Noting that most NDEs are touted as involving "profound feelings of peace, joy, and cosmic unity," B. Greyson and N.E. Bush have collected much contrary testimony, which they organized into three categories:

"(1) Phenomenology similar to peaceful near-death experiences but interpreted as unpleasant, (2) A sense of nonexistence or eternal void, or, (3) Graphic hellish landscapes and entities."

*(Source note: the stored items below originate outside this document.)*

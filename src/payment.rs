//! Payment method branch
//!
//! How checkout completes depends on the chosen method:
//! - cash on delivery submits the order straight away
//! - credit card opens a hosted checkout session and hands back its URL;
//!   the backend creates the order itself once payment is confirmed
//! - anything else goes through an in-app capture step, then submits like
//!   cash on delivery

use async_trait::async_trait;
use rust_decimal::Decimal;
use thiserror::Error;
use tracing::{info, instrument, warn};
use uuid::Uuid;

use crate::api::{SessionItem, StorefrontApi};
use crate::domain::events::OrderEvent;
use crate::domain::value_objects::{OrderId, PaymentMethod};
use crate::sync::Storefront;
use crate::{Result, ValidationError};

pub use crate::domain::aggregates::CheckoutSession;

#[derive(Error, Debug, Clone, PartialEq, Eq)]
pub enum PaymentError {
    #[error("Could not start card checkout: {0}")]
    SessionCreation(String),

    #[error("Payment was not captured: {0}")]
    CaptureDeclined(String),
}

#[derive(Clone, Debug, PartialEq, Eq)]
pub enum CheckoutOutcome {
    /// Order created; navigate to its confirmation page.
    Placed(OrderId),
    /// Send the browser to the hosted checkout page.
    Redirect(CheckoutSession),
}

#[derive(Clone, Debug, PartialEq, Eq)]
pub struct CaptureReceipt {
    pub reference: Uuid,
    pub amount: Decimal,
}

/// In-app payment capture shown before the order is submitted.
#[async_trait]
pub trait CaptureModal: Send + Sync {
    async fn capture(&self, method: &PaymentMethod, amount: Decimal) -> std::result::Result<CaptureReceipt, PaymentError>;
}

/// Approves every capture without contacting a processor.
#[derive(Clone, Copy, Debug, Default)]
pub struct SimulatedCapture;

#[async_trait]
impl CaptureModal for SimulatedCapture {
    async fn capture(&self, method: &PaymentMethod, amount: Decimal) -> std::result::Result<CaptureReceipt, PaymentError> {
        let receipt = CaptureReceipt { reference: Uuid::new_v4(), amount };
        info!(%method, %amount, reference = %receipt.reference, "simulated payment captured");
        Ok(receipt)
    }
}

impl<A: StorefrontApi> Storefront<A> {
    /// Completes checkout with the payment method on the active source.
    /// A card redirect ends any Buy-Now overlay; the hosted page now owns
    /// that purchase.
    #[instrument(skip(self, capture))]
    pub async fn complete_checkout(&self, capture: &dyn CaptureModal) -> Result<CheckoutOutcome> {
        let draft = self.draft().await?;
        match &draft.payment_method {
            PaymentMethod::CashOnDelivery => Ok(CheckoutOutcome::Placed(self.place_order().await?)),
            PaymentMethod::CreditCard => {
                let items: Vec<SessionItem> = draft.order_items.iter().map(SessionItem::from).collect();
                self.start_card_checkout(&items).await.map(CheckoutOutcome::Redirect)
            }
            method => {
                self.ensure_no_pending_order().await?;
                capture.capture(method, draft.total_price).await?;
                Ok(CheckoutOutcome::Placed(self.place_order().await?))
            }
        }
    }

    async fn start_card_checkout(&self, items: &[SessionItem]) -> Result<CheckoutSession> {
        if items.is_empty() { return Err(ValidationError::NoItems.into()); }
        self.dispatch(OrderEvent::SessionRequested).await;
        match self.api.create_checkout_session(items).await {
            Ok(session) => {
                info!(session = %session.id, "redirecting to hosted checkout");
                self.dispatch(OrderEvent::SessionCreated(session.clone())).await;
                Ok(session)
            }
            Err(e) => {
                warn!(error = %e, "checkout session failed");
                let err = PaymentError::SessionCreation(e.to_string());
                self.dispatch(OrderEvent::SessionFailed(err.to_string())).await;
                Err(err.into())
            }
        }
    }
}
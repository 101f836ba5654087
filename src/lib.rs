//! Storefront checkout core
//!
//! Client-side cart and checkout coordination against a remote storefront
//! backend. The backend owns pricing truth, stock and persistence; this crate
//! keeps a consistent client copy and drives checkout.
//!
//! ## Features
//! - Server-authoritative cart with derived totals and a 10% bulk discount
//! - District shipping rates with a default fallback
//! - Buy-Now single-item purchases that never touch the cart
//! - Gated checkout: shipping, payment, place order
//! - Order drafting and submission, hosted card checkout, simulated capture

use thiserror::Error;

pub mod api;
pub mod config;
pub mod domain;
pub mod payment;
pub mod session;
pub mod store;
pub mod sync;

pub use api::{ApiError, HttpApi, StorefrontApi};
pub use config::Config;
pub use domain::aggregates::{BuyNowIntent, Cart, CartLineItem, ItemSource, Order, OrderDraft, OrderDraftBuilder, Product};
pub use domain::checkout_gate::{CheckoutPage, CheckoutPhase, GateDecision};
pub use domain::pricing::{DiscountPolicy, Totals};
pub use domain::regions::{Region, RegionTable};
pub use domain::value_objects::{Money, MoneyError, OrderId, PaymentMethod, ProductId, ShippingDetails};
pub use payment::{CaptureModal, CheckoutOutcome, PaymentError, SimulatedCapture};
pub use store::{AppState, OpStatus};
pub use sync::Storefront;

// =============================================================================
// Error Types
// =============================================================================

/// Input problems caught before anything is sent to the backend.
#[derive(Error, Debug, Clone, PartialEq, Eq)]
pub enum ValidationError {
    #[error("Quantity must be at least 1, remove the item instead")]
    UseRemoval,

    #[error("Only {available} of {product} in stock")]
    ExceedsStock { product: String, available: u32 },

    #[error("Shipping details incomplete: {0}")]
    IncompleteShipping(String),

    #[error("Select a payment method")]
    MissingPaymentMethod,

    #[error("There are no items to order")]
    NoItems,
}

#[derive(Error, Debug)]
pub enum StorefrontError {
    #[error(transparent)]
    Validation(#[from] ValidationError),

    #[error(transparent)]
    Api(#[from] ApiError),

    #[error(transparent)]
    Payment(#[from] PaymentError),

    #[error("{0} already in progress")]
    AlreadyPending(&'static str),

    #[error("Configuration error: {0}")]
    Config(String),

    #[error("Session store error: {0}")]
    Session(String),
}

pub type Result<T> = std::result::Result<T, StorefrontError>;
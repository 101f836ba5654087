//! Catalog product as seen by the storefront

use rust_decimal::Decimal;
use serde::{Deserialize, Serialize};

use crate::domain::value_objects::ProductId;

/// The slice of a catalog product the cart and Buy-Now paths need.
#[derive(Clone, Debug, PartialEq, Serialize, Deserialize)]
#[serde(rename_all = "camelCase")]
pub struct Product {
    #[serde(rename = "_id")]
    pub id: ProductId,
    pub name: String,
    #[serde(default)]
    pub image: String,
    pub price: Decimal,
    #[serde(default)]
    pub count_in_stock: u32,
}

impl Product {
    pub fn new(id: impl Into<String>, name: impl Into<String>, price: Decimal, count_in_stock: u32) -> Self {
        Self { id: ProductId::new(id), name: name.into(), image: String::new(), price, count_in_stock }
    }

    pub fn is_in_stock(&self) -> bool { self.count_in_stock > 0 }
}
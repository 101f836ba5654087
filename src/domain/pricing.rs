//! Cart and order pricing
//!
//! `total = subtotal - discount + shipping`. The discount is a flat rate
//! that kicks in once the subtotal is strictly above the threshold.

use rust_decimal::Decimal;
use rust_decimal_macros::dec;
use serde::Serialize;

use crate::domain::value_objects::round_cents;

#[derive(Clone, Copy, Debug, PartialEq, Eq)]
pub struct DiscountPolicy {
    pub threshold: Decimal,
    pub rate: Decimal,
}

impl Default for DiscountPolicy {
    fn default() -> Self { Self { threshold: dec!(500), rate: dec!(0.10) } }
}

impl DiscountPolicy {
    pub fn discount_for(&self, subtotal: Decimal) -> Decimal {
        if subtotal > self.threshold { round_cents(subtotal * self.rate) } else { Decimal::ZERO }
    }
}

/// Anything that contributes `quantity * unit_price` to a subtotal.
pub trait Priced {
    fn unit_price(&self) -> Decimal;
    fn quantity(&self) -> u32;
    fn line_total(&self) -> Decimal { self.unit_price() * Decimal::from(self.quantity()) }
}

#[derive(Clone, Copy, Debug, Default, PartialEq, Eq, Serialize)]
#[serde(rename_all = "camelCase")]
pub struct Totals {
    pub subtotal: Decimal,
    pub discount: Decimal,
    pub shipping_fee: Decimal,
    pub total: Decimal,
}

pub fn compute_totals<P: Priced>(lines: &[P], shipping_fee: Decimal, policy: &DiscountPolicy) -> Totals {
    let subtotal = round_cents(lines.iter().map(Priced::line_total).sum());
    let discount = policy.discount_for(subtotal);
    let shipping_fee = round_cents(shipping_fee);
    Totals { subtotal, discount, shipping_fee, total: round_cents(subtotal - discount + shipping_fee) }
}
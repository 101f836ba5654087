//! Persisted access token
//!
//! The only durable client-side state. Read at startup to rehydrate the
//! signed-in user; the cart itself lives on the server.

use serde::{Deserialize, Serialize};
use std::fs;
use std::io::ErrorKind;
use std::path::{Path, PathBuf};

use crate::StorefrontError;

#[derive(Debug, Serialize, Deserialize)]
struct StoredToken {
    token: String,
}

#[derive(Clone, Debug)]
pub struct TokenStore {
    path: PathBuf,
}

impl TokenStore {
    pub fn new(path: impl Into<PathBuf>) -> Self { Self { path: path.into() } }

    pub fn path(&self) -> &Path { &self.path }

    /// `None` when nobody has signed in yet.
    pub fn load(&self) -> Result<Option<String>, StorefrontError> {
        let raw = match fs::read_to_string(&self.path) {
            Ok(raw) => raw,
            Err(e) if e.kind() == ErrorKind::NotFound => return Ok(None),
            Err(e) => return Err(StorefrontError::Session(e.to_string())),
        };
        let stored: StoredToken = serde_json::from_str(&raw).map_err(|e| StorefrontError::Session(e.to_string()))?;
        Ok(Some(stored.token).filter(|t| !t.is_empty()))
    }

    pub fn save(&self, token: &str) -> Result<(), StorefrontError> {
        let body = serde_json::to_string(&StoredToken { token: token.to_string() }).map_err(|e| StorefrontError::Session(e.to_string()))?;
        fs::write(&self.path, body).map_err(|e| StorefrontError::Session(e.to_string()))
    }

    pub fn clear(&self) -> Result<(), StorefrontError> {
        match fs::remove_file(&self.path) {
            Err(e) if e.kind() != ErrorKind::NotFound => Err(StorefrontError::Session(e.to_string())),
            _ => Ok(()),
        }
    }
}
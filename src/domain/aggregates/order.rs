//! Order drafts and the order read model

use chrono::{DateTime, Utc};
use rust_decimal::Decimal;
use serde::{Deserialize, Serialize};

use crate::domain::aggregates::{BuyNowIntent, Cart, CartLineItem};
use crate::domain::pricing::{compute_totals, DiscountPolicy};
use crate::domain::regions::RegionTable;
use crate::domain::value_objects::{OrderId, PaymentMethod, ShippingDetails};
use crate::ValidationError;

/// Where checkout reads its items, address and payment choice from.
#[derive(Clone, Copy, Debug)]
pub enum ItemSource<'a> {
    Cart(&'a Cart),
    BuyNow(&'a BuyNowIntent),
}

impl<'a> ItemSource<'a> {
    /// A Buy-Now intent, when present, always wins over the cart.
    pub fn resolve(cart: &'a Cart, buy_now: Option<&'a BuyNowIntent>) -> Self {
        match buy_now {
            Some(intent) => Self::BuyNow(intent),
            None => Self::Cart(cart),
        }
    }

    pub fn lines(&self) -> Vec<CartLineItem> {
        match self {
            Self::Cart(cart) => cart.items().to_vec(),
            Self::BuyNow(intent) => vec![intent.line()],
        }
    }

    pub fn shipping_details(&self) -> Option<&'a ShippingDetails> {
        match *self {
            Self::Cart(cart) => cart.shipping_details(),
            Self::BuyNow(intent) => intent.shipping_details(),
        }
    }

    pub fn payment_method(&self) -> Option<&'a PaymentMethod> {
        match *self {
            Self::Cart(cart) => cart.payment_method(),
            Self::BuyNow(intent) => intent.payment_method(),
        }
    }

    pub fn is_buy_now(&self) -> bool { matches!(self, Self::BuyNow(_)) }
}

/// Order submission payload for `POST /api/orders`.
#[derive(Clone, Debug, PartialEq, Serialize)]
#[serde(rename_all = "camelCase")]
pub struct OrderDraft {
    pub payment_method: PaymentMethod,
    pub shipping_details: ShippingDetails,
    pub shipping_price: Decimal,
    pub tax_price: Decimal,
    pub discount: Decimal,
    pub items_price: Decimal,
    pub total_price: Decimal,
    pub order_items: Vec<CartLineItem>,
}

#[derive(Clone, Copy, Debug)]
pub struct OrderDraftBuilder<'a> {
    regions: &'a RegionTable,
    policy: &'a DiscountPolicy,
}

impl<'a> OrderDraftBuilder<'a> {
    pub fn new(regions: &'a RegionTable, policy: &'a DiscountPolicy) -> Self { Self { regions, policy } }

    /// Pure: no I/O happens until the draft is handed to the sync layer.
    pub fn build(&self, source: ItemSource<'_>) -> Result<OrderDraft, ValidationError> {
        let shipping = source.shipping_details().ok_or_else(|| ValidationError::IncompleteShipping("address".into()))?;
        let missing = shipping.missing_fields();
        if !missing.is_empty() { return Err(ValidationError::IncompleteShipping(missing.join(", "))); }
        let payment_method = source.payment_method().ok_or(ValidationError::MissingPaymentMethod)?;
        let order_items = source.lines();
        if order_items.is_empty() { return Err(ValidationError::NoItems); }

        let totals = compute_totals(&order_items, self.regions.rate_for(&shipping.city), self.policy);
        Ok(OrderDraft {
            payment_method: payment_method.clone(),
            shipping_details: shipping.clone(),
            shipping_price: totals.shipping_fee,
            tax_price: Decimal::ZERO,
            discount: totals.discount,
            items_price: totals.subtotal,
            total_price: totals.total,
            order_items,
        })
    }
}

/// An order as returned by the backend.
#[derive(Clone, Debug, PartialEq, Serialize, Deserialize)]
#[serde(rename_all = "camelCase")]
pub struct Order {
    #[serde(rename = "_id")]
    pub id: OrderId,
    #[serde(default)]
    pub order_items: Vec<CartLineItem>,
    #[serde(default, alias = "shippingAddress")]
    pub shipping_details: Option<ShippingDetails>,
    #[serde(default)]
    pub payment_method: Option<PaymentMethod>,
    #[serde(default)]
    pub items_price: Decimal,
    #[serde(default)]
    pub tax_price: Decimal,
    #[serde(default)]
    pub shipping_price: Decimal,
    #[serde(default)]
    pub total_price: Decimal,
    #[serde(default)]
    pub is_paid: bool,
    #[serde(default)]
    pub paid_at: Option<DateTime<Utc>>,
    #[serde(default)]
    pub is_delivered: bool,
    #[serde(default)]
    pub delivered_at: Option<DateTime<Utc>>,
    #[serde(default)]
    pub created_at: Option<DateTime<Utc>>,
}

/// Hosted card checkout session; the browser is sent to `url`.
#[derive(Clone, Debug, PartialEq, Eq, Serialize, Deserialize)]
pub struct CheckoutSession {
    pub id: String,
    pub url: String,
}

impl Order {
    pub fn status_label(&self) -> &'static str {
        match (self.is_paid, self.is_delivered) {
            (_, true) => "Delivered",
            (true, false) => "Paid",
            (false, false) => "Pending",
        }
    }
}
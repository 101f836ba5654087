//! Buy-Now overlay
//!
//! A single-item purchase that bypasses the persisted cart. Lives only in
//! client memory and carries its own shipping details and payment choice
//! while checkout runs.

use crate::domain::aggregates::cart::{validate_quantity, CartLineItem};
use crate::domain::aggregates::Product;
use crate::domain::value_objects::{PaymentMethod, ShippingDetails};
use crate::ValidationError;

#[derive(Clone, Debug, PartialEq)]
pub struct BuyNowIntent {
    product: Product,
    quantity: u32,
    shipping_details: Option<ShippingDetails>,
    payment_method: Option<PaymentMethod>,
}

impl BuyNowIntent {
    pub fn new(product: Product, quantity: u32) -> Result<Self, ValidationError> {
        validate_quantity(&product, quantity)?;
        Ok(Self { product, quantity, shipping_details: None, payment_method: None })
    }

    pub fn product(&self) -> &Product { &self.product }
    pub fn quantity(&self) -> u32 { self.quantity }
    pub fn shipping_details(&self) -> Option<&ShippingDetails> { self.shipping_details.as_ref() }
    pub fn payment_method(&self) -> Option<&PaymentMethod> { self.payment_method.as_ref() }

    /// The overlay's only order line.
    pub fn line(&self) -> CartLineItem {
        CartLineItem {
            product_id: self.product.id.clone(), name: self.product.name.clone(), image: self.product.image.clone(),
            unit_price: self.product.price, quantity: self.quantity, stock_ceiling: self.product.count_in_stock,
        }
    }

    pub fn set_shipping_details(&mut self, details: ShippingDetails) { self.shipping_details = Some(details); }
    pub fn set_payment_method(&mut self, method: PaymentMethod) { self.payment_method = Some(method); }
}
//! Store events
//!
//! Every state change goes through one of these. Remote operations come in
//! request / success / failure triples.

use crate::domain::aggregates::{BuyNowIntent, Cart, CheckoutSession, Order};
use crate::domain::value_objects::{PaymentMethod, ShippingDetails};

#[derive(Clone, Debug)]
pub enum AppEvent {
    Cart(CartEvent),
    BuyNow(BuyNowEvent),
    Order(OrderEvent),
    ErrorDismissed,
}

/// Which cart call a [`CartEvent`] belongs to.
#[derive(Clone, Copy, Debug, PartialEq, Eq)]
pub enum CartOp {
    Load,
    Upsert,
    Remove,
    Clear,
    SaveShipping,
    SavePayment,
}

impl CartOp {
    /// Edits that mean the shopper is building a new order.
    pub fn restarts_checkout(self) -> bool {
        matches!(self, Self::Upsert | Self::Remove | Self::SaveShipping | Self::SavePayment)
    }
}

/// `seq` is the monotonic cart request number; see [`crate::store::CartSequence`].
#[derive(Clone, Debug)]
pub enum CartEvent {
    Requested { op: CartOp, seq: u64 },
    Synced { op: CartOp, seq: u64, cart: Cart },
    Failed { op: CartOp, seq: u64, message: String },
}

#[derive(Clone, Debug)]
pub enum BuyNowEvent {
    Set(BuyNowIntent),
    ShippingSaved(ShippingDetails),
    PaymentSelected(PaymentMethod),
    Cleared,
}

#[derive(Clone, Debug)]
pub enum OrderEvent {
    Submitted,
    Created(Order),
    Failed(String),
    SessionRequested,
    SessionCreated(CheckoutSession),
    SessionFailed(String),
    HistoryRequested,
    HistoryLoaded(Vec<Order>),
    HistoryFailed(String),
    DetailLoaded(Order),
}

impl From<CartEvent> for AppEvent {
    fn from(e: CartEvent) -> Self { Self::Cart(e) }
}

impl From<BuyNowEvent> for AppEvent {
    fn from(e: BuyNowEvent) -> Self { Self::BuyNow(e) }
}

impl From<OrderEvent> for AppEvent {
    fn from(e: OrderEvent) -> Self { Self::Order(e) }
}
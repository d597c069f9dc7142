//! Shared building blocks for the parley bot runtime: layered configuration,
//! the application error taxonomy and process-wide logging setup.

pub mod config;
pub mod errors;
pub mod logging;

pub use config::{AppConfig, ConfigError, ConfigOverrides, LoadOptions, LogFormat};
pub use errors::ApplicationError;
pub use logging::{init_logging, lossy_text};
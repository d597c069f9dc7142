pub mod commands;
pub mod handlers;

use clap::{Parser, Subcommand};
use std::process::ExitCode;

#[derive(Debug, Parser)]
#[command(
    name = "parley",
    about = "Parley Slack bot runtime",
    long_about = "Run the demo coffee bot, post messages, ask users questions, and inspect readiness.",
    after_help = "Examples:\n  parley run --seconds 60\n  parley post --channel C123 --text hello --reaction coffee\n  parley ask --channel C123 --user U456 --question 'Deploy?' --answer yes --answer no\n  parley doctor --json"
)]
pub struct Cli {
    #[command(subcommand)]
    command: Command,
}

#[derive(Debug, Subcommand)]
enum Command {
    #[command(about = "Poll for mentions and answer them with the coffee demo handler")]
    Run {
        #[arg(long, help = "Stop polling after this many seconds (overrides bot.non_stop)")]
        seconds: Option<u64>,
    },
    #[command(about = "Post a message to a channel, optionally reacting to it")]
    Post {
        #[arg(long)]
        channel: String,
        #[arg(long)]
        text: String,
        #[arg(long, help = "Emoji name to add as a reaction, with or without colons")]
        reaction: Option<String>,
    },
    #[command(about = "Ask a user a question and wait for one of the allowed answers")]
    Ask {
        #[arg(long)]
        channel: String,
        #[arg(long, help = "Slack user id expected to answer")]
        user: String,
        #[arg(long)]
        question: String,
        #[arg(long = "answer", required = true, help = "Allowed answer; repeat for more")]
        answers: Vec<String>,
        #[arg(long, help = "Ticks to wait before giving up (defaults to bot.answer_wait_ticks)")]
        ticks: Option<u32>,
    },
    #[command(
        about = "Inspect effective configuration values with source attribution and redaction"
    )]
    Config,
    #[command(about = "Validate config, Slack token readiness, and Slack authentication")]
    Doctor {
        #[arg(long, help = "Emit machine-readable JSON output")]
        json: bool,
    },
}

pub fn run() -> ExitCode {
    let cli = Cli::parse();

    let result = match cli.command {
        Command::Run { seconds } => commands::run::run(seconds),
        Command::Post { channel, text, reaction } => {
            commands::post::run(&channel, &text, reaction.as_deref())
        }
        Command::Ask { channel, user, question, answers, ticks } => {
            commands::ask::run(commands::ask::AskArgs {
                channel: &channel,
                user: &user,
                question: &question,
                answers: &answers,
                ticks,
            })
        }
        Command::Config => {
            commands::CommandResult { exit_code: 0, output: commands::config::run() }
        }
        Command::Doctor { json } => commands::doctor::run(json),
    };

    println!("{}", result.output);
    ExitCode::from(result.exit_code)
}
//! Wait-for-answer conversations.
//!
//! A session prompts one user in one channel, then polls its transport tick by
//! tick until that user answers with an allowed value, types `cancel`, or the
//! tick budget runs out. Invalid answers get a retry prompt without extending
//! the budget, and long waits get periodic reminders.
//!
//! A session reading from the shared transport races the poll loop for events:
//! each `read_batch` drains a disjoint slice. Run concurrent conversations on a
//! dedicated connection instead.

use std::{sync::Arc, time::Duration};

use tracing::{info, warn};
use uuid::Uuid;

use crate::{
    commands::{extract_answer, mention_token, normalize_command},
    transport::{SlackTransport, TransportFactory},
};

pub const CANCEL_KEYWORD: &str = "cancel";
pub const DEFAULT_MAX_WAIT_TICKS: u32 = 120;

const NUDGE_EVERY_TICKS: u32 = 30;
const NUDGE_FROM_TICK: u32 = 60;

#[derive(Clone, Debug, PartialEq, Eq)]
pub struct ConversationRequest {
    pub question: String,
    /// Lowercased, deduplicated, in the order given.
    pub allowed_answers: Vec<String>,
    pub channel: String,
    pub user: String,
    pub max_wait_ticks: u32,
    pub dedicated_connection: bool,
}

impl ConversationRequest {
    pub fn new<I, S>(
        question: impl Into<String>,
        allowed_answers: I,
        channel: impl Into<String>,
        user: impl Into<String>,
    ) -> Self
    where
        I: IntoIterator<Item = S>,
        S: AsRef<str>,
    {
        let mut answers: Vec<String> = Vec::new();
        for answer in allowed_answers {
            let answer = normalize_command(answer.as_ref());
            if !answer.is_empty() && !answers.contains(&answer) {
                answers.push(answer);
            }
        }

        Self {
            question: question.into(),
            allowed_answers: answers,
            channel: channel.into(),
            user: user.into(),
            max_wait_ticks: DEFAULT_MAX_WAIT_TICKS,
            dedicated_connection: false,
        }
    }

    pub fn max_wait_ticks(mut self, ticks: u32) -> Self {
        self.max_wait_ticks = ticks;
        self
    }

    pub fn dedicated_connection(mut self, dedicated: bool) -> Self {
        self.dedicated_connection = dedicated;
        self
    }

    pub fn accepts(&self, answer: &str) -> bool {
        let answer = normalize_command(answer);
        self.allowed_answers.iter().any(|allowed| *allowed == answer)
    }

    pub fn rendered_answers(&self) -> String {
        format!("[{}]", self.allowed_answers.join(", "))
    }

    fn prompt(&self) -> String {
        format!(
            "{}\nAvailable answers are: `{}`\nOr just type {CANCEL_KEYWORD} to cancel :facepalm:",
            self.question,
            self.rendered_answers()
        )
    }

    fn retry_prompt(&self) -> String {
        format!("Answer should be one of the: `{}`", self.rendered_answers())
    }

    fn nudge(&self) -> String {
        format!("Hey {} I'm still waiting for the answer :neutral_face:", mention_token(&self.user))
    }
}

#[derive(Clone, Debug, PartialEq, Eq)]
pub enum ConversationOutcome {
    Answered(String),
    Cancelled,
    Expired,
    ConnectionFailed,
}

impl ConversationOutcome {
    pub fn into_answer(self) -> Option<String> {
        match self {
            Self::Answered(answer) => Some(answer),
            Self::Cancelled | Self::Expired | Self::ConnectionFailed => None,
        }
    }

    fn label(&self) -> &'static str {
        match self {
            Self::Answered(_) => "answered",
            Self::Cancelled => "cancelled",
            Self::Expired => "expired",
            Self::ConnectionFailed => "connection_failed",
        }
    }
}

pub struct ConversationSession {
    transport: Arc<dyn SlackTransport>,
    owns_connection: bool,
    tick_interval: Duration,
    conversation_id: Uuid,
}

impl ConversationSession {
    /// Reads from a transport someone else owns; the connection stays open.
    pub fn shared(transport: Arc<dyn SlackTransport>, tick_interval: Duration) -> Self {
        Self { transport, owns_connection: false, tick_interval, conversation_id: Uuid::new_v4() }
    }

    /// Opens a fresh connection that is closed again when the session ends.
    pub fn dedicated(factory: &dyn TransportFactory, tick_interval: Duration) -> Self {
        Self {
            transport: factory.open(),
            owns_connection: true,
            tick_interval,
            conversation_id: Uuid::new_v4(),
        }
    }

    pub fn conversation_id(&self) -> Uuid {
        self.conversation_id
    }

    pub async fn run(&self, request: &ConversationRequest) -> ConversationOutcome {
        info!(
            event_name = "conversation.started",
            conversation_id = %self.conversation_id,
            channel = %request.channel,
            user = %request.user,
            max_wait_ticks = request.max_wait_ticks,
            dedicated = self.owns_connection,
            "waiting for answer"
        );

        let outcome = self.converse(request).await;

        if self.owns_connection {
            if let Err(error) = self.transport.disconnect().await {
                warn!(conversation_id = %self.conversation_id, error = %error, "failed to close conversation connection");
            }
        }
        info!(
            event_name = "conversation.finished",
            conversation_id = %self.conversation_id,
            outcome = outcome.label(),
            "conversation finished"
        );
        outcome
    }

    async fn converse(&self, request: &ConversationRequest) -> ConversationOutcome {
        if let Err(error) = self.transport.connect().await {
            warn!(
                event_name = "conversation.connect_failed",
                conversation_id = %self.conversation_id,
                error = %error,
                "Connection failed. Invalid Slack token or bot ID?"
            );
            return ConversationOutcome::ConnectionFailed;
        }

        self.say(&request.channel, &request.prompt()).await;

        for tick in 0..request.max_wait_ticks {
            if let Some(answer) = self.read_answer(request).await {
                if answer == CANCEL_KEYWORD {
                    return ConversationOutcome::Cancelled;
                }
                if request.accepts(&answer) {
                    return ConversationOutcome::Answered(answer);
                }
                self.say(&request.channel, &request.retry_prompt()).await;
            }

            if tick > 0 && tick % NUDGE_EVERY_TICKS == 0 && tick >= NUDGE_FROM_TICK {
                self.say(&request.channel, &request.nudge()).await;
            }

            if self.tick_interval.is_zero() {
                tokio::task::yield_now().await;
            } else {
                tokio::time::sleep(self.tick_interval).await;
            }
        }

        ConversationOutcome::Expired
    }

    /// Normalized answer from the expected user and channel, if this tick's
    /// batch carries one. A failed read counts as an empty tick.
    async fn read_answer(&self, request: &ConversationRequest) -> Option<String> {
        let batch = match self.transport.read_batch().await {
            Ok(batch) => batch,
            Err(error) => {
                warn!(conversation_id = %self.conversation_id, error = %error, "conversation read failed");
                if let Err(error) = self.transport.connect().await {
                    warn!(conversation_id = %self.conversation_id, error = %error, "conversation reconnect failed");
                }
                return None;
            }
        };

        extract_answer(&batch)
            .filter(|candidate| candidate.is_from(&request.user, &request.channel))
            .map(|candidate| normalize_command(&candidate.text))
    }

    async fn say(&self, channel: &str, text: &str) {
        if let Err(error) = self.transport.send(channel, text).await {
            warn!(conversation_id = %self.conversation_id, channel, error = %error, "conversation send failed");
        }
    }
}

One of these testimonies, from Category 3, is worth reproducing here. The percipient was a woodworker with little interest in religion, although he was married to a "religious fanatic." He had been saving for a vacation for years, but just before they were about to leave, he was arrested for drunk driving and heavily fined, losing his license and vacation savings. Distraught, he tried to hang himself. He testified:

"From the roof of the utility shed in my backyard I jumped to the ground. Luckily for me I had forgot the broken lawn chair that lay near the shed. My feet hit the chair and broke my fall, or my neck would have been broken. I hung in the rope and strangled. I was outside my physical body. I saw my body hanging in the rope; it looked awful. I was terrified, could see and hear, but it was different -- hard to explain. Demons were all around me. I could hear them but could not see them. They chattered like blackbirds. It was as if they knew they had me, and had all eternity to drag me down into hell, to torment me. It would have been the worst kind of hell, trapped hopeless between two worlds, wandering lost and confused for all eternity.

"I had to get back into my body. Oh my God, I needed help. I ran to the house, went in through the door without opening it, cried out to my wife but she could not hear me, so I went into her body. I could see and hear with her eyes and ears. Then I made contact, heard her say, 'Oh, my God.'"

His wife then grabbed a knife, ran to the shed, and cut her husband down. An emergency squad revived him.

(Grayson, Bruce, and Bush, Nancy Evans; "Distressing Near-Death Experiences," Psychiatry, 55:95, 1992.)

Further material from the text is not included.